Assigned task: Search through the entries for the word "Paragraph" and copy every line that has it.

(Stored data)
════════════════════

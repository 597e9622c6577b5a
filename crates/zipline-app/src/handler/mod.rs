//! Handler module - TEA update function
//!
//! Organized into submodules:
//! - `update`: Main update() function and message dispatch
//! - `channel`: Push-event handling (the session state machine's core)
//! - `keys`: Key event handling per view mode

pub(crate) mod channel;
pub(crate) mod keys;
pub(crate) mod update;


use std::path::PathBuf;

use serde_json::{Map, Value};

use zipline_core::SessionId;

use crate::message::Message;

// Re-export main entry point
pub use update::update;

/// Actions that the event loop should perform after update
#[derive(Debug, Clone)]
pub enum UpdateAction {
    /// Upload the selected archive in the background
    SubmitUpload { archive: PathBuf },

    /// Open the push channel and send the kickoff frame
    OpenChannel {
        session_id: SessionId,
        options: Map<String, Value>,
    },
}

/// Result of processing a message
#[derive(Debug, Default)]
pub struct UpdateResult {
    /// Optional follow-up message to process
    pub message: Option<Message>,
    /// Optional action for the event loop to perform
    pub action: Option<UpdateAction>,
}

impl UpdateResult {
    pub fn none() -> Self {
        Self::default()
    }

    pub fn message(msg: Message) -> Self {
        Self {
            message: Some(msg),
            action: None,
        }
    }

    pub fn action(action: UpdateAction) -> Self {
        Self {
            message: None,
            action: Some(action),
        }
    }
}
//! Submission form state: archive selection and run-option controls
//!
//! The form is the only place the client-side precondition is enforced:
//! the submit control stays unavailable until exactly one file with a
//! case-insensitive `.zip` suffix is selected. An invalid selection sets
//! feedback and never reaches the session state machine.

use std::path::PathBuf;

use serde_json::{Map, Value};

use zipline_core::prelude::*;

use crate::config::{OptionDef, OptionKind};

/// Feedback shown when a non-archive path is chosen
pub const INVALID_ARCHIVE_FEEDBACK: &str = "Please select a single ZIP file.";

/// Case-insensitive `.zip` suffix check on the file name
pub fn is_zip_archive(name: &str) -> bool {
    name.to_lowercase().ends_with(".zip")
}

/// Current value of one named form control
#[derive(Debug, Clone, PartialEq)]
pub enum OptionValue {
    Checkbox(bool),
    Radio {
        choices: Vec<String>,
        selected: usize,
    },
    Text(String),
}

/// A named form control with its current value
#[derive(Debug, Clone, PartialEq)]
pub struct OptionControl {
    pub name: String,
    pub label: String,
    pub value: OptionValue,
}

impl OptionControl {
    fn from_def(def: &OptionDef) -> Self {
        let value = match &def.kind {
            OptionKind::Checkbox { default } => OptionValue::Checkbox(*default),
            OptionKind::Radio { choices, default } => OptionValue::Radio {
                choices: choices.clone(),
                selected: (*default).min(choices.len().saturating_sub(1)),
            },
            OptionKind::Text { default } => OptionValue::Text(default.clone()),
        };
        Self {
            name: def.name.clone(),
            label: def.label.clone(),
            value,
        }
    }

    /// The JSON value this control contributes to the kickoff options map
    pub fn value_json(&self) -> Value {
        match &self.value {
            OptionValue::Checkbox(checked) => Value::Bool(*checked),
            OptionValue::Radio { choices, selected } => Value::String(
                choices.get(*selected).cloned().unwrap_or_default(),
            ),
            OptionValue::Text(text) => Value::String(text.clone()),
        }
    }

    /// Flip a checkbox or advance a radio group; text controls ignore this
    pub fn toggle(&mut self) {
        match &mut self.value {
            OptionValue::Checkbox(checked) => *checked = !*checked,
            OptionValue::Radio { choices, selected } => {
                if !choices.is_empty() {
                    *selected = (*selected + 1) % choices.len();
                }
            }
            OptionValue::Text(_) => {}
        }
    }

    /// Step a radio group backwards; other kinds ignore this
    pub fn cycle_back(&mut self) {
        if let OptionValue::Radio { choices, selected } = &mut self.value {
            if !choices.is_empty() {
                *selected = (*selected + choices.len() - 1) % choices.len();
            }
        }
    }

    pub fn is_text(&self) -> bool {
        matches!(self.value, OptionValue::Text(_))
    }

    /// Current value as shown on the form
    pub fn display_value(&self) -> String {
        match &self.value {
            OptionValue::Checkbox(true) => "[x]".to_string(),
            OptionValue::Checkbox(false) => "[ ]".to_string(),
            OptionValue::Radio { choices, selected } => {
                format!("‹ {} ›", choices.get(*selected).map(String::as_str).unwrap_or(""))
            }
            OptionValue::Text(text) => text.clone(),
        }
    }
}

/// State of the submission form
#[derive(Debug, Clone)]
pub struct FormState {
    /// Text being typed into the archive-path row
    pub path_input: String,
    /// The validated selection; `Some` implies a `.zip` name
    pub archive: Option<PathBuf>,
    pub controls: Vec<OptionControl>,
    /// Focused row: 0 = path input, 1..=controls, last = submit
    pub focus: usize,
    /// Validation feedback for the last rejected selection
    pub feedback: Option<String>,
}

impl FormState {
    pub fn new(defs: &[OptionDef]) -> Self {
        Self {
            path_input: String::new(),
            archive: None,
            controls: defs.iter().map(OptionControl::from_def).collect(),
            focus: 0,
            feedback: None,
        }
    }

    /// Restore the pristine state: selection cleared, defaults back,
    /// submit unavailable until a new valid file is chosen.
    pub fn reset(&mut self, defs: &[OptionDef]) {
        *self = Self::new(defs);
    }

    /// Total focusable rows (path input + controls + submit)
    pub fn rows(&self) -> usize {
        self.controls.len() + 2
    }

    pub fn path_focused(&self) -> bool {
        self.focus == 0
    }

    pub fn submit_focused(&self) -> bool {
        self.focus == self.rows() - 1
    }

    pub fn focus_next(&mut self) {
        self.focus = (self.focus + 1) % self.rows();
    }

    pub fn focus_prev(&mut self) {
        self.focus = (self.focus + self.rows() - 1) % self.rows();
    }

    /// The focused option control, if an option row has focus
    pub fn focused_control(&mut self) -> Option<&mut OptionControl> {
        if self.focus == 0 || self.focus >= self.rows() - 1 {
            return None;
        }
        self.controls.get_mut(self.focus - 1)
    }

    /// Whether the focused row is a text control
    pub fn focused_is_text(&self) -> bool {
        if self.focus == 0 || self.focus >= self.rows() - 1 {
            return false;
        }
        self.controls
            .get(self.focus - 1)
            .map(OptionControl::is_text)
            .unwrap_or(false)
    }

    /// Validate and take a selection.
    ///
    /// A path without a case-insensitive `.zip` file name is rejected:
    /// the selection stays empty, feedback is set, and the submit control
    /// remains unavailable.
    pub fn select_archive(&mut self, path: PathBuf) -> bool {
        let valid = path
            .file_name()
            .and_then(|n| n.to_str())
            .map(is_zip_archive)
            .unwrap_or(false);

        if !valid {
            debug!("rejected archive selection: {}", path.display());
            self.archive = None;
            self.feedback = Some(INVALID_ARCHIVE_FEEDBACK.to_string());
            return false;
        }

        self.path_input = path.display().to_string();
        self.archive = Some(path);
        self.feedback = None;
        true
    }

    /// Apply the typed path as the selection (Enter on the path row)
    pub fn confirm_path_input(&mut self) {
        let trimmed = self.path_input.trim().to_string();
        if trimmed.is_empty() {
            self.archive = None;
            self.feedback = Some(INVALID_ARCHIVE_FEEDBACK.to_string());
            return;
        }
        self.select_archive(PathBuf::from(trimmed));
    }

    /// The submit control is available only with a valid selection
    pub fn is_submittable(&self) -> bool {
        self.archive.is_some()
    }

    /// File name of the current selection
    pub fn archive_name(&self) -> Option<String> {
        self.archive
            .as_ref()
            .and_then(|p| p.file_name())
            .and_then(|n| n.to_str())
            .map(str::to_string)
    }

    /// Collect every named control into the kickoff options map:
    /// checkboxes as booleans, radio groups as the selected value,
    /// text controls as their string value.
    pub fn collect_options(&self) -> Map<String, Value> {
        self.controls
            .iter()
            .map(|c| (c.name.clone(), c.value_json()))
            .collect()
    }
}
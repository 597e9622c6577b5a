//! Summary report view for the results screen

use std::collections::BTreeMap;

use ratatui::{
    buffer::Buffer,
    layout::Rect,
    text::{Line, Span},
    widgets::{Block, Borders, Paragraph, Widget},
};

use zipline_core::ReportEntry;

use crate::theme;

/// One row per report entry; values carry their classification color.
/// An empty report renders an empty section, not an error.
pub struct ReportView<'a> {
    report: &'a BTreeMap<String, ReportEntry>,
}

impl<'a> ReportView<'a> {
    pub fn new(report: &'a BTreeMap<String, ReportEntry>) -> Self {
        Self { report }
    }
}

impl Widget for ReportView<'_> {
    fn render(self, area: Rect, buf: &mut Buffer) {
        let block = Block::default()
            .borders(Borders::ALL)
            .title(" Optimization Summary ");
        let inner = block.inner(area);
        block.render(area, buf);

        let lines: Vec<Line> = self
            .report
            .values()
            .map(|entry| {
                Line::from(vec![
                    Span::raw(format!("{:<24}", entry.label)),
                    Span::styled(
                        entry.value.clone(),
                        theme::classification_style(entry.classification),
                    ),
                ])
            })
            .collect();

        Paragraph::new(lines).render(inner, buf);
    }
}

#[cfg(test)]
mod tests {
    use super::*;
    use ratatui::{backend::TestBackend, Terminal};
    use zipline_core::Classification;

    fn render_to_string(report: &BTreeMap<String, ReportEntry>) -> String {
        let backend = TestBackend::new(50, 8);
        let mut terminal = Terminal::new(backend).unwrap();
        terminal
            .draw(|frame| frame.render_widget(ReportView::new(report), frame.area()))
            .unwrap();
        let buffer = terminal.backend().buffer();
        buffer.content().iter().map(|c| c.symbol()).collect()
    }

    #[test]
    fn test_renders_rows_with_values() {
        let mut report = BTreeMap::new();
        report.insert(
            "size".to_string(),
            ReportEntry {
                label: "Size Reduction".to_string(),
                value: "40%".to_string(),
                classification: Classification::Positive,
            },
        );
        report.insert(
            "warnings".to_string(),
            ReportEntry {
                label: "Warnings".to_string(),
                value: "2".to_string(),
                classification: Classification::Negative,
            },
        );

        let content = render_to_string(&report);
        assert!(content.contains("Size Reduction"));
        assert!(content.contains("40%"));
        assert!(content.contains("Warnings"));
    }

    #[test]
    fn test_empty_report_renders_section_only() {
        let report = BTreeMap::new();
        let content = render_to_string(&report);
        assert!(content.contains("Optimization Summary"));
    }
}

════════════════════

Answer section:
    widgets::{Block, Borders, Paragraph, Widget},
        Paragraph::new(lines).render(inner, buf);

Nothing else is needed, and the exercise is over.